= What is being asked =
Each line from the start of the data below through the one containing "of a removal" must be reproduced exactly.

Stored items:
◆ ◆ ◆ ◆

// ABOUTME: Affiliate route handlers: invites, invite verification, accept/decline, removal and listings
// ABOUTME: The verify endpoint reports failures as 400 with a numeric stage code
//
// SPDX-License-Identifier: MIT OR Apache-2.0
// Copyright (c) 2025 Gymn

use std::sync::Arc;

use axum::extract::rejection::JsonRejection;
use axum::extract::{Path, State};
use axum::http::{HeaderMap, StatusCode};
use axum::response::{IntoResponse, Response};
use axum::routing::{get, post};
use axum::{Json, Router};
use serde::{Deserialize, Serialize};
use uuid::Uuid;

use super::{json_body, parse_id, with_session_cookie, ApiResponse};
use crate::errors::{AppError, ErrorResponse, ErrorResponseDetails};
use crate::middleware::{authenticate, AuthenticatedAccount};
use crate::models::InviteSelector;
use crate::server::ServerResources;
use crate::services::{VerifyError, VerifyInviteRequest, VerifyStage};

/// Body of an existing-account invite; exactly one field must be set
#[derive(Debug, Default, Deserialize)]
pub struct InviteExistingRequest {
    /// Target email
    #[serde(default)]
    pub email: Option<String>,
    /// Target username
    #[serde(default)]
    pub username: Option<String>,
}

/// Body of a new-account invite
#[derive(Debug, Deserialize)]
pub struct InviteNewRequest {
    /// Name for the placeholder account
    pub display_name: String,
    /// Where the invitation goes
    pub email: String,
}

/// Body of a removal
#[derive(Debug, Deserialize)]
pub struct RemoveAffiliateRequest {
    /// Affiliation id
    pub id: Uuid,
}

/// Removal outcome
#[derive(Debug, Serialize)]
pub struct RemoveAffiliateResponse {
    /// Affiliation id
    pub id: Uuid,
    /// Whether a row was deleted
    pub removed: bool,
}

/// Verify failure body: the usual error plus the stage code
#[derive(Debug, Serialize)]
pub struct VerifyFailure {
    /// Always false
    pub success: bool,
    /// Error payload
    pub error: ErrorResponseDetails,
    /// 1 sign-in, 2 profile update, 3 validation
    pub code: u8,
}

impl IntoResponse for VerifyError {
    fn into_response(self) -> Response {
        if self.error.category() == crate::errors::ErrorCategory::UnknownError {
            tracing::error!(
                stage = self.stage.code(),
                source = ?self.error.source,
                "Invite verification failed: {}",
                self.error.message
            );
        } else {
            tracing::debug!(stage = self.stage.code(), "Invite verification rejected: {}", self.error.message);
        }
        let body = VerifyFailure {
            success: false,
            error: ErrorResponse::from(&self.error).error,
            code: self.stage.code(),
        };
        (StatusCode::BAD_REQUEST, Json(body)).into_response()
    }
}

/// Affiliate routes
pub struct AffiliateRoutes;

impl AffiliateRoutes {
    /// Create all affiliate routes
    pub fn routes(resources: Arc<ServerResources>) -> Router {
        Router::new()
            .route("/api/affiliates", get(Self::handle_list))
            .route("/api/affiliates/invitations", get(Self::handle_invitations))
            .route(
                "/api/affiliates/invite/existing",
                post(Self::handle_invite_existing),
            )
            .route("/api/affiliates/invite/new", post(Self::handle_invite_new))
            .route("/api/affiliates/verify", post(Self::handle_verify))
            .route("/api/affiliates/remove", post(Self::handle_remove))
            .route("/api/affiliates/:id/accept", post(Self::handle_accept))
            .route("/api/affiliates/:id/decline", post(Self::handle_decline))
            .with_state(resources)
    }

    fn authenticate(
        headers: &HeaderMap,
        resources: &ServerResources,
    ) -> Result<AuthenticatedAccount, AppError> {
        authenticate(headers, &resources.auth)
    }

    /// Handle GET /api/affiliates - gym owner's affiliates
    async fn handle_list(
        State(resources): State<Arc<ServerResources>>,
        headers: HeaderMap,
    ) -> Result<Response, AppError> {
        let caller = Self::authenticate(&headers, &resources)?;
        let entries = resources
            .affiliations
            .list_gym_affiliates(caller.account_id)
            .await?;
        Ok(ApiResponse::new(entries).into_response())
    }

    /// Handle GET /api/affiliates/invitations - caller's pending invitations
    async fn handle_invitations(
        State(resources): State<Arc<ServerResources>>,
        headers: HeaderMap,
    ) -> Result<Response, AppError> {
        let caller = Self::authenticate(&headers, &resources)?;
        let invitations = resources
            .affiliations
            .list_invitations(caller.account_id)
            .await?;
        Ok(ApiResponse::new(invitations).into_response())
    }

    /// Handle POST /api/affiliates/invite/existing
    async fn handle_invite_existing(
        State(resources): State<Arc<ServerResources>>,
        headers: HeaderMap,
        payload: Result<Json<InviteExistingRequest>, JsonRejection>,
    ) -> Result<Response, AppError> {
        let caller = Self::authenticate(&headers, &resources)?;
        let body = json_body(payload)?;
        let selector =
            InviteSelector::from_parts(body.email.as_deref(), body.username.as_deref())?;

        let affiliation = resources
            .affiliations
            .invite_existing(caller.account_id, &selector)
            .await?;
        Ok(ApiResponse::new(affiliation).into_response())
    }

    /// Handle POST /api/affiliates/invite/new
    async fn handle_invite_new(
        State(resources): State<Arc<ServerResources>>,
        headers: HeaderMap,
        payload: Result<Json<InviteNewRequest>, JsonRejection>,
    ) -> Result<Response, AppError> {
        let caller = Self::authenticate(&headers, &resources)?;
        let body = json_body(payload)?;

        let invite = resources
            .affiliations
            .invite_new(caller.account_id, &body.display_name, &body.email)
            .await?;
        Ok(ApiResponse::new(invite).into_response())
    }

    /// Handle POST /api/affiliates/verify - complete an invited account
    async fn handle_verify(
        State(resources): State<Arc<ServerResources>>,
        payload: Result<Json<VerifyInviteRequest>, JsonRejection>,
    ) -> Result<Response, VerifyError> {
        let request = json_body(payload).map_err(|error| VerifyError {
            stage: VerifyStage::Validation,
            error,
        })?;

        let session = resources.affiliations.verify_new_account(&request).await?;
        let secure = resources.config.environment.is_production();
        Ok(with_session_cookie(
            ApiResponse::new(&session).into_response(),
            &session,
            secure,
        ))
    }

    /// Handle POST /api/affiliates/remove
    async fn handle_remove(
        State(resources): State<Arc<ServerResources>>,
        headers: HeaderMap,
        payload: Result<Json<RemoveAffiliateRequest>, JsonRejection>,
    ) -> Result<Response, AppError> {
        let caller = Self::authenticate(&headers, &resources)?;
        let body = json_body(payload)?;

        let removed = resources
            .affiliations
            .remove(body.id, caller.account_id)
            .await?;
        Ok(ApiResponse::new(RemoveAffiliateResponse {
            id: body.id,
            removed,
        })
        .into_response())
    }

    /// Handle POST /api/affiliates/:id/accept
    async fn handle_accept(
        State(resources): State<Arc<ServerResources>>,
        headers: HeaderMap,
        Path(id): Path<String>,
    ) -> Result<Response, AppError> {
        let caller = Self::authenticate(&headers, &resources)?;
        let id = parse_id(&id, "Affiliation")?;

        let affiliation = resources
            .affiliations
            .accept(id, caller.account_id)
            .await?;
        Ok(ApiResponse::new(affiliation).into_response())
    }

    /// Handle POST /api/affiliates/:id/decline
    async fn handle_decline(
        State(resources): State<Arc<ServerResources>>,
        headers: HeaderMap,
        Path(id): Path<String>,
    ) -> Result<Response, AppError> {
        let caller = Self::authenticate(&headers, &resources)?;
        let id = parse_id(&id, "Affiliation")?;

        resources.affiliations.decline(id, caller.account_id).await?;
        Ok(ApiResponse::new(serde_json::json!({ "id": id, "declined": true })).into_response())
    }
}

◆ ◆ ◆ ◆

= Solution to this problem =
// ABOUTME: Affiliate route handlers: invites, invite verification, accept/decline, removal and listings
// ABOUTME: The verify endpoint reports failures as 400 with a numeric stage code
//
// SPDX-License-Identifier: MIT OR Apache-2.0
// Copyright (c) 2025 Gymn

use std::sync::Arc;

use axum::extract::rejection::JsonRejection;
use axum::extract::{Path, State};
use axum::http::{HeaderMap, StatusCode};
use axum::response::{IntoResponse, Response};
use axum::routing::{get, post};
use axum::{Json, Router};
use serde::{Deserialize, Serialize};
use uuid::Uuid;

use super::{json_body, parse_id, with_session_cookie, ApiResponse};
use crate::errors::{AppError, ErrorResponse, ErrorResponseDetails};
use crate::middleware::{authenticate, AuthenticatedAccount};
use crate::models::InviteSelector;
use crate::server::ServerResources;
use crate::services::{VerifyError, VerifyInviteRequest, VerifyStage};

/// Body of an existing-account invite; exactly one field must be set
#[derive(Debug, Default, Deserialize)]
pub struct InviteExistingRequest {
    /// Target email
    #[serde(default)]
    pub email: Option<String>,
    /// Target username
    #[serde(default)]
    pub username: Option<String>,
}

/// Body of a new-account invite
#[derive(Debug, Deserialize)]
pub struct InviteNewRequest {
    /// Name for the placeholder account
    pub display_name: String,
    /// Where the invitation goes
    pub email: String,
}

/// Body of a removal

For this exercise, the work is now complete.